Tanto no seu primeiro mandato como agora nos primeiros onze meses do seu segundo mandato, Trump deixou claro que o consenso bipartidário pós-Guerra Fria, através do qual os Estados Unidos controlavam uma ordem mundial economicamente integrada, governada por leis comuns de propriedade, comércio e resolução de conflitos, perdeu a sua utilidade. Em vez disso, a Casa Branca oferece uma visão de um mundo dividido em esferas de influência competitivas e de guarnição.

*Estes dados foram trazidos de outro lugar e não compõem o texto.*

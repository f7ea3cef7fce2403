//! Deterministic timer scheduler
//!
//! Games never touch ambient timers. Each game owns a `Scheduler` holding
//! one-shot and repeating timers with cancellable handles, and the host
//! drives it with real or synthetic timestamps (`advance_to`). Due timers
//! fire in deadline order; a cancelled handle never fires again. This keeps
//! timer behavior reproducible in tests and makes teardown a single
//! `clear()` with no orphaned callbacks.

/// Handle to a scheduled timer. Stale handles (already fired one-shots,
/// cancelled timers) are simply ignored by `cancel`.
#[derive(Debug, Clone, Copy, PartialEq, Eq, Hash)]
pub struct TimerHandle(u64);

#[derive(Debug, Clone)]
struct TimerEntry<E> {
    id: u64,
    deadline_ms: f64,
    /// Repeat period; `None` for one-shot timers
    period_ms: Option<f64>,
    event: E,
}

/// Minimum repeat period, prevents a zero-period timer from spinning forever
const MIN_PERIOD_MS: f64 = 1.0;

/// A deterministic, host-driven timer queue
#[derive(Debug, Clone)]
pub struct Scheduler<E> {
    now_ms: f64,
    next_id: u64,
    entries: Vec<TimerEntry<E>>,
}

impl<E: Copy> Scheduler<E> {
    /// Create a scheduler anchored at the given host timestamp
    pub fn new(now_ms: f64) -> Self {
        Self {
            now_ms,
            next_id: 1,
            entries: Vec::new(),
        }
    }

    /// Current scheduler time (last timestamp passed to `advance_to`)
    pub fn now_ms(&self) -> f64 {
        self.now_ms
    }

    fn alloc_id(&mut self) -> u64 {
        let id = self.next_id;
        self.next_id += 1;
        id
    }

    /// Schedule a one-shot timer `delay_ms` from now
    pub fn schedule(&mut self, delay_ms: f64, event: E) -> TimerHandle {
        let id = self.alloc_id();
        self.entries.push(TimerEntry {
            id,
            deadline_ms: self.now_ms + delay_ms.max(0.0),
            period_ms: None,
            event,
        });
        TimerHandle(id)
    }

    /// Schedule a repeating timer firing every `period_ms`, first at
    /// `now + period_ms`
    pub fn schedule_repeating(&mut self, period_ms: f64, event: E) -> TimerHandle {
        let period = period_ms.max(MIN_PERIOD_MS);
        let id = self.alloc_id();
        self.entries.push(TimerEntry {
            id,
            deadline_ms: self.now_ms + period,
            period_ms: Some(period),
            event,
        });
        TimerHandle(id)
    }

    /// Cancel a timer. Returns false for stale/unknown handles.
    pub fn cancel(&mut self, handle: TimerHandle) -> bool {
        let before = self.entries.len();
        self.entries.retain(|e| e.id != handle.0);
        self.entries.len() != before
    }

    /// True if the handle refers to a live timer
    pub fn is_scheduled(&self, handle: TimerHandle) -> bool {
        self.entries.iter().any(|e| e.id == handle.0)
    }

    /// Drop all timers (atomic teardown)
    pub fn clear(&mut self) {
        self.entries.clear();
    }

    /// Advance to the host timestamp, returning every event whose deadline
    /// passed, in deadline order (ties break by scheduling order). Repeating
    /// timers are rescheduled from their own deadline, not from `now_ms`, so
    /// long host frames do not drift the period.
    pub fn advance_to(&mut self, now_ms: f64) -> Vec<E> {
        // Time never runs backwards; a stale host timestamp is a no-op
        if now_ms > self.now_ms {
            self.now_ms = now_ms;
        }

        let mut fired = Vec::new();
        loop {
            let due = self
                .entries
                .iter()
                .enumerate()
                .filter(|(_, e)| e.deadline_ms <= self.now_ms)
                .min_by(|(_, a), (_, b)| {
                    a.deadline_ms
                        .partial_cmp(&b.deadline_ms)
                        .unwrap_or(std::cmp::Ordering::Equal)
                        .then(a.id.cmp(&b.id))
                })
                .map(|(i, _)| i);

            let Some(i) = due else { break };
            fired.push(self.entries[i].event);
            match self.entries[i].period_ms {
                Some(period) => self.entries[i].deadline_ms += period,
                None => {
                    let _ = self.entries.swap_remove(i);
                }
            }
        }
        fired
    }
}

#[cfg(test)]
mod tests {
    use super::*;

    #[derive(Debug, Clone, Copy, PartialEq, Eq)]
    enum Tick {
        Fast,
        Slow,
    }

    #[test]
    fn test_one_shot_fires_once() {
        let mut sched = Scheduler::new(0.0);
        let h = sched.schedule(100.0, Tick::Fast);
        assert!(sched.is_scheduled(h));
        assert_eq!(sched.advance_to(99.0), vec![]);
        assert_eq!(sched.advance_to(100.0), vec![Tick::Fast]);
        assert!(!sched.is_scheduled(h));
        assert_eq!(sched.advance_to(500.0), vec![]);
    }

    #[test]
    fn test_repeating_catches_up_without_drift() {
        let mut sched = Scheduler::new(0.0);
        let _ = sched.schedule_repeating(100.0, Tick::Fast);
        // One long host frame spans three periods
        assert_eq!(
            sched.advance_to(310.0),
            vec![Tick::Fast, Tick::Fast, Tick::Fast]
        );
        // Next deadline is 400, anchored to the period grid
        assert_eq!(sched.advance_to(399.0), vec![]);
        assert_eq!(sched.advance_to(400.0), vec![Tick::Fast]);
    }

    #[test]
    fn test_deadline_order_with_tie_break() {
        let mut sched = Scheduler::new(0.0);
        let _ = sched.schedule(200.0, Tick::Slow);
        let _ = sched.schedule_repeating(100.0, Tick::Fast);
        // Fast at 100 and 200, Slow at 200; tie at 200 goes to the
        // earlier-scheduled Slow
        assert_eq!(
            sched.advance_to(200.0),
            vec![Tick::Fast, Tick::Slow, Tick::Fast]
        );
    }

    #[test]
    fn test_cancel_prevents_firing() {
        let mut sched = Scheduler::new(0.0);
        let h = sched.schedule_repeating(50.0, Tick::Fast);
        assert_eq!(sched.advance_to(50.0), vec![Tick::Fast]);
        assert!(sched.cancel(h));
        assert!(!sched.cancel(h)); // stale handle
        assert_eq!(sched.advance_to(1_000.0), vec![]);
    }

    #[test]
    fn test_clear_tears_down_everything() {
        let mut sched = Scheduler::new(0.0);
        let _ = sched.schedule(10.0, Tick::Fast);
        let _ = sched.schedule_repeating(10.0, Tick::Slow);
        sched.clear();
        assert_eq!(sched.advance_to(1_000.0), vec![]);
    }

    #[test]
    fn test_time_never_runs_backwards() {
        let mut sched = Scheduler::new(100.0);
        let _ = sched.schedule(50.0, Tick::Fast);
        assert_eq!(sched.advance_to(20.0), vec![]);
        assert_eq!(sched.now_ms(), 100.0);
        assert_eq!(sched.advance_to(150.0), vec![Tick::Fast]);
    }
}
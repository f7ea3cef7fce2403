//! Series handed to the external plotting surface
//!
//! The games only compute these arrays; an external charting collaborator
//! renders them. Styles are plain strings the surface understands.

use serde::Serialize;

use crate::config::Theme;
use crate::functions::FunctionKind;

/// One renderable series: parallel coordinate arrays plus a style token
#[derive(Debug, Clone, PartialEq, Serialize)]
pub struct PlotSeries {
    pub x: Vec<f64>,
    pub y: Vec<f64>,
    pub style: String,
}

impl PlotSeries {
    pub fn new(x: Vec<f64>, y: Vec<f64>, style: &str) -> Self {
        debug_assert_eq!(x.len(), y.len());
        Self {
            x,
            y,
            style: style.to_string(),
        }
    }

    pub fn len(&self) -> usize {
        self.x.len()
    }

    pub fn is_empty(&self) -> bool {
        self.x.is_empty()
    }
}

/// Line color for a function family under the given theme
pub fn series_style(kind: FunctionKind, theme: Theme) -> &'static str {
    match (kind, theme) {
        (FunctionKind::Linear, Theme::Light) => "#1f6fd6",
        (FunctionKind::Linear, Theme::Dark) => "#6ab0ff",
        (FunctionKind::Quadratic, Theme::Light) => "#c23a3a",
        (FunctionKind::Quadratic, Theme::Dark) => "#ff8a7a",
        (FunctionKind::Sine, Theme::Light) => "#1d8a50",
        (FunctionKind::Sine, Theme::Dark) => "#53d68a",
        (FunctionKind::Exponential, Theme::Light) => "#8a4fc2",
        (FunctionKind::Exponential, Theme::Dark) => "#c79bff",
    }
}

#[cfg(test)]
mod tests {
    use super::*;

    #[test]
    fn test_styles_differ_per_theme() {
        for kind in FunctionKind::ALL {
            assert_ne!(
                series_style(kind, Theme::Light),
                series_style(kind, Theme::Dark)
            );
        }
    }

    #[test]
    fn test_series_serializes_for_the_surface() {
        let series = PlotSeries::new(vec![0.0, 1.0], vec![2.0, 3.0], "#1f6fd6");
        let json = serde_json::to_string(&series).unwrap();
        assert!(json.contains("\"x\":[0.0,1.0]"));
        assert!(json.contains("\"style\":\"#1f6fd6\""));
    }
}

Este mês, a Casa Branca divulgou o seu relatório sobre a Estratégia de Segurança Nacional, que procurou codificar esta transição. O relatório aborda todos os elementos associados ao nacionalismo ofendido “América Primeiro”. condena o globalismo, o comércio livre e a ajuda externa, rejeita a construção da nação e apela aos membros da NATO para que atribuam uma maior parte do seu PIB às despesas com a defesa. Os Estados Unidos, adverte o relatório, não irão mais “assumir para sempre encargos globais” que não estejam directamente relacionados com os seus “interesses nacionais”.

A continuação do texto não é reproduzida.